Elastic cartilage shares the same basic structure as hyaline cartilage, with chondrocytes embedded in a collagen-rich matrix, but adds a dense, branching network of elastin fibers throughout. Elastin is the protein that gives tissues their rubber-band-like quality. This is why elastic cartilage appears in structures that must repeatedly deform and recover: ears that get pressed against pillows every night, an epiglottis that folds with every swallow, Eustachian tubes that open and close dozens of times a day.

How Well Elastic Cartilage Heals

Like all cartilage, elastic cartilage heals poorly compared to most other tissues. It has very little direct blood supply, which limits the delivery of the cells and nutrients needed for repair. When elastic cartilage is damaged, the typical result is replacement with fibrous scar tissue rather than full restoration of the original structure. This is fundamentally different from how skin or bone heals, where the body can rebuild something close to the original tissue.

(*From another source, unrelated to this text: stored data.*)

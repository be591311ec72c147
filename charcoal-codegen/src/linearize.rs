//! Basic-block linearisation.
//!
//! Picks a total order on the LTL blocks that minimises taken branches:
//! starting from the entry, each chain greedily follows the fall-through
//! successor (the branch target, or the false leg of a conditional) until
//! it hits a visited block; the other legs are queued and seed later
//! chains. Unreachable blocks are dropped.

use crate::ir::ltl::{Function, Inst};
use crate::ir::rtl::Node;

/// The emission order of the blocks of `func`.
pub fn order(func: &Function) -> Vec<Node> {
    let mut visited = vec![false; func.code.len()];
    let mut out = Vec::with_capacity(func.code.len());
    let mut work = vec![func.entry];

    while let Some(start) = work.pop() {
        let mut cur = start;
        while !visited[cur.as_u32() as usize] {
            visited[cur.as_u32() as usize] = true;
            out.push(cur);

            let block = &func.code[cur];
            let term = block
                .body
                .last()
                .expect("linearize: empty basic block");
            match term {
                Inst::Lbranch(t) => cur = *t,
                Inst::Lcond { ifso, ifnot, .. } => {
                    work.push(*ifso);
                    cur = *ifnot;
                }
                Inst::Ljumptable { targets, .. } => {
                    for &t in targets {
                        work.push(t);
                    }
                    break;
                }
                Inst::Lreturn | Inst::Ltailcall { .. } => break,
                other => panic!("linearize: non-terminator {} ends a block", other),
            }
        }
    }
    out
}

#[cfg(test)]
mod tests {
    use super::*;
    use crate::ir::ltl::BBlock;
    use crate::ir::op::Condition;
    use crate::ir::types::{Comparison, Signature};
    use crate::isa::arm64::Mreg;
    use charcoal_entity::PrimaryMap;
    use smallvec::smallvec;

    fn func_with(blocks: Vec<BBlock>, entry: u32) -> Function {
        Function {
            sig: Signature::void(),
            entry: Node::from_u32(entry),
            code: blocks.into_iter().collect::<PrimaryMap<Node, BBlock>>(),
            stackdata: 0,
            locals_size: 0,
            outgoing_size: 0,
            used_callee_saved: vec![],
            has_calls: false,
        }
    }

    fn branch_to(n: u32) -> BBlock {
        BBlock {
            body: vec![Inst::Lbranch(Node::from_u32(n))],
        }
    }

    fn ret() -> BBlock {
        BBlock {
            body: vec![Inst::Lreturn],
        }
    }

    #[test]
    fn chains_follow_fallthrough() {
        // 0 -> 2 -> 1(ret); block 3 unreachable.
        let func = func_with(vec![branch_to(2), ret(), branch_to(1), ret()], 0);
        let order = order(&func);
        assert_eq!(
            order,
            vec![Node::from_u32(0), Node::from_u32(2), Node::from_u32(1)]
        );
    }

    #[test]
    fn cond_prefers_false_leg() {
        // 0: if ... -> 1 else 2; the false leg should follow directly.
        let cond = BBlock {
            body: vec![Inst::Lcond {
                cond: Condition::Ccompimm(Comparison::Eq, 0),
                args: smallvec![Mreg::X0],
                ifso: Node::from_u32(1),
                ifnot: Node::from_u32(2),
            }],
        };
        let func = func_with(vec![cond, ret(), ret()], 0);
        let order = order(&func);
        assert_eq!(order[0], Node::from_u32(0));
        assert_eq!(order[1], Node::from_u32(2));
        assert_eq!(order[2], Node::from_u32(1));
    }
}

Animal research has explored whether elastic cartilage can truly regenerate. In experiments on rabbit ears, small defects (4 to 6 millimeters across) were able to fully restore the elastic cartilage structure within about 30 days, confirmed by staining that showed normal elastin fiber patterns. Larger defects of 8 millimeters, however, healed with bone formation and large stretches of unrestored cartilage. The takeaway is that elastic cartilage has some regenerative capacity in small injuries, but beyond a certain size threshold, the damage becomes permanent. This limited healing ability is one reason why conditions like cauliflower ear are treated as urgently as possible: once the cartilage dies, it doesn’t come back.